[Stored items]
-------

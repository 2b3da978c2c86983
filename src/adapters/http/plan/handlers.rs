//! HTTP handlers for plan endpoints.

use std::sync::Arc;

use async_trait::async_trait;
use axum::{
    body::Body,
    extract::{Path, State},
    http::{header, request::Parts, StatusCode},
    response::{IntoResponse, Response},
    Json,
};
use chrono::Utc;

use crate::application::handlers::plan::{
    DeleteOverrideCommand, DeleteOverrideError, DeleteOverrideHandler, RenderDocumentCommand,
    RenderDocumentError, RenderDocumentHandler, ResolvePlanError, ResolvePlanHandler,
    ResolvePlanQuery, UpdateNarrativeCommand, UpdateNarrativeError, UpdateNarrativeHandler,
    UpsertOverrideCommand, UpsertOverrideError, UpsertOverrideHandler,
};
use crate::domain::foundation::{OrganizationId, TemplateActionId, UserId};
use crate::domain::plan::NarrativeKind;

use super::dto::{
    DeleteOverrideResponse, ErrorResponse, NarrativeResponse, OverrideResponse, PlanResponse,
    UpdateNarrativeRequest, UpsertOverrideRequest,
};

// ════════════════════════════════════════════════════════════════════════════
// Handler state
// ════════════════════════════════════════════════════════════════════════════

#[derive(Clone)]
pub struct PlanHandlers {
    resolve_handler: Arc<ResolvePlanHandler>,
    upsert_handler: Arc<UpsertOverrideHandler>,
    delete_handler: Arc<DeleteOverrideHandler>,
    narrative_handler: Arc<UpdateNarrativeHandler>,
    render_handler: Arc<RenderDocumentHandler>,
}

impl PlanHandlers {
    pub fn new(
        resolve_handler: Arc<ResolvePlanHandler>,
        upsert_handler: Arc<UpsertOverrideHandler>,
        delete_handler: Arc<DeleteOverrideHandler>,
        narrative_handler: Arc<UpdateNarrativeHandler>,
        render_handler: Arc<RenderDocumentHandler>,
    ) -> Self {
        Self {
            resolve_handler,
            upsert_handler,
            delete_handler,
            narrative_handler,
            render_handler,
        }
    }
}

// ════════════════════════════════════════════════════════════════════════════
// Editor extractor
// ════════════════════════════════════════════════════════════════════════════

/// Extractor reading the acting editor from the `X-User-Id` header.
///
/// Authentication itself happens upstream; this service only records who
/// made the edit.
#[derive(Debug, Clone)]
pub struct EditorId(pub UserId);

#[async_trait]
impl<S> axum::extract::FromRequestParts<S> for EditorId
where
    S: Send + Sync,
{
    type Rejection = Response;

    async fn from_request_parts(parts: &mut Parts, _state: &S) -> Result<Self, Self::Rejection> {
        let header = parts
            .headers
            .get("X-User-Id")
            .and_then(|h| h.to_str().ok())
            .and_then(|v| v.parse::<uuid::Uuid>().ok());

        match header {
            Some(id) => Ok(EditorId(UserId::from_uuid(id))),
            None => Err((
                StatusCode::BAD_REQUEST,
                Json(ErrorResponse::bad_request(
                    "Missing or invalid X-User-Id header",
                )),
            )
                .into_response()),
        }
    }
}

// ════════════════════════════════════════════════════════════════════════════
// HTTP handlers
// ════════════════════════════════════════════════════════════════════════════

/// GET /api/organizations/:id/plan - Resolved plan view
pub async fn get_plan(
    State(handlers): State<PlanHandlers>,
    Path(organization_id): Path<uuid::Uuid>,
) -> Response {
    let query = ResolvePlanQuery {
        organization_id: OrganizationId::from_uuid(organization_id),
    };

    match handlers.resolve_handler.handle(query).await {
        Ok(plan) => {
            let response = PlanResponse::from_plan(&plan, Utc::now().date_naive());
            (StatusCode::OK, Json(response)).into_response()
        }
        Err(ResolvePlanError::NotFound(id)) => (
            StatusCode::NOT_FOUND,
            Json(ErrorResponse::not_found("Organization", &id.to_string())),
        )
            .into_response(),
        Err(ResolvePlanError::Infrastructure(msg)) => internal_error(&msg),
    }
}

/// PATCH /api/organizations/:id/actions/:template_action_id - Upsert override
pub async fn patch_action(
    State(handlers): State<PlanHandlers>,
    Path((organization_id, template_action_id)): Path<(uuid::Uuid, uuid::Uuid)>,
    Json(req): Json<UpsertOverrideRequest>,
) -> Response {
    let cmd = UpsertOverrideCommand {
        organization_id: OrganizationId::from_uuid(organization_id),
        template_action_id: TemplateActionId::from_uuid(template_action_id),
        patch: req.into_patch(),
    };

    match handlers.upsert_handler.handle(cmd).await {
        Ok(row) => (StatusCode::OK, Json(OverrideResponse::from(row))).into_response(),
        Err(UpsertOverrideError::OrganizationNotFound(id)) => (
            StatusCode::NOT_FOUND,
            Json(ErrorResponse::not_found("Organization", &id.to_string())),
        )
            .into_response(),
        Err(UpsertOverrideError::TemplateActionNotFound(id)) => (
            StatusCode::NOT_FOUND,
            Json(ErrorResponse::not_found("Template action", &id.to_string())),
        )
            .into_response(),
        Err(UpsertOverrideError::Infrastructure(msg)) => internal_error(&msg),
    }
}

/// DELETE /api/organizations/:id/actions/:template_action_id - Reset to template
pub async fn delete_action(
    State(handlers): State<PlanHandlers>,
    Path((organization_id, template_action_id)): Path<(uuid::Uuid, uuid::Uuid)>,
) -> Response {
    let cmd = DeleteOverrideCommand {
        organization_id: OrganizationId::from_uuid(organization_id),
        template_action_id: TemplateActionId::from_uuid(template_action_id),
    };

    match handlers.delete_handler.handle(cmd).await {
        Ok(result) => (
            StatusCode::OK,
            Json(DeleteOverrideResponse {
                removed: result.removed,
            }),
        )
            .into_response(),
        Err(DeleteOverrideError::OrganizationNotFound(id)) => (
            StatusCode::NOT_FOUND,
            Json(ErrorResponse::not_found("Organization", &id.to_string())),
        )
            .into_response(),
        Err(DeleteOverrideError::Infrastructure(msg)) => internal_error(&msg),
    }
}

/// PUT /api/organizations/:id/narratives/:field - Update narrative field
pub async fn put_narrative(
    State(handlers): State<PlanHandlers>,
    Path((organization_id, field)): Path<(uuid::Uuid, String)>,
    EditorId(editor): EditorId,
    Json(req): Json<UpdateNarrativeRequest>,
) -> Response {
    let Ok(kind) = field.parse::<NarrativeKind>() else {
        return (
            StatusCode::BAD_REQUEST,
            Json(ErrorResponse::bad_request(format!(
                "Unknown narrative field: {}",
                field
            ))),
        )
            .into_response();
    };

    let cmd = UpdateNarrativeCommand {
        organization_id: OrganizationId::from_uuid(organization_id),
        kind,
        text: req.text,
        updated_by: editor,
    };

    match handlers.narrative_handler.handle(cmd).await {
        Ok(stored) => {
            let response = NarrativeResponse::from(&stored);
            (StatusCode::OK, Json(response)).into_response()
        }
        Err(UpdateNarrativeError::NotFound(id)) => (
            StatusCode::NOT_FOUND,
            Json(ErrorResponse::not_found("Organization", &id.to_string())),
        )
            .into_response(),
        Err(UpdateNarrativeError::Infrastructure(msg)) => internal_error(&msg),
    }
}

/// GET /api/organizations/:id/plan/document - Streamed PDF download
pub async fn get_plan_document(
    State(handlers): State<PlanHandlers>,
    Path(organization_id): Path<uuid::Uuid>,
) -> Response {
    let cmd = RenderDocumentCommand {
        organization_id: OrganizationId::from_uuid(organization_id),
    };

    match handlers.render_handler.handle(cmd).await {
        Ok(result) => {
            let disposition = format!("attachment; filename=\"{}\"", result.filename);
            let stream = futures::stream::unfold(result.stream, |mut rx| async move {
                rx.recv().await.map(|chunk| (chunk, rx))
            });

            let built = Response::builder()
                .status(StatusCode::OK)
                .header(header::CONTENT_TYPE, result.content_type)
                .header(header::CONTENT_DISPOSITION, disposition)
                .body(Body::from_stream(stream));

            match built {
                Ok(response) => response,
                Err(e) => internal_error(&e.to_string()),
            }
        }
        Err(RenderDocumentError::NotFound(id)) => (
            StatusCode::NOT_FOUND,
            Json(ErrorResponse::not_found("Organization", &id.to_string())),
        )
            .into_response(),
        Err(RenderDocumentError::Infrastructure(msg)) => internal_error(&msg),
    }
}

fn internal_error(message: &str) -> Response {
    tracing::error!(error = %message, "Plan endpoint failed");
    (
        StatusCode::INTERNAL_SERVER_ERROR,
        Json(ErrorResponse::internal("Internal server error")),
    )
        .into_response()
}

-------

• _EXERCISE INSTRUCTIONS_: Set aside each line above that includes the string "ResolvePlanError" and report it.

• _OUTPUT FOR THIS EXERCISE_:
    RenderDocumentError, RenderDocumentHandler, ResolvePlanError, ResolvePlanHandler,
        Err(ResolvePlanError::NotFound(id)) => (
        Err(ResolvePlanError::Infrastructure(msg)) => internal_error(&msg),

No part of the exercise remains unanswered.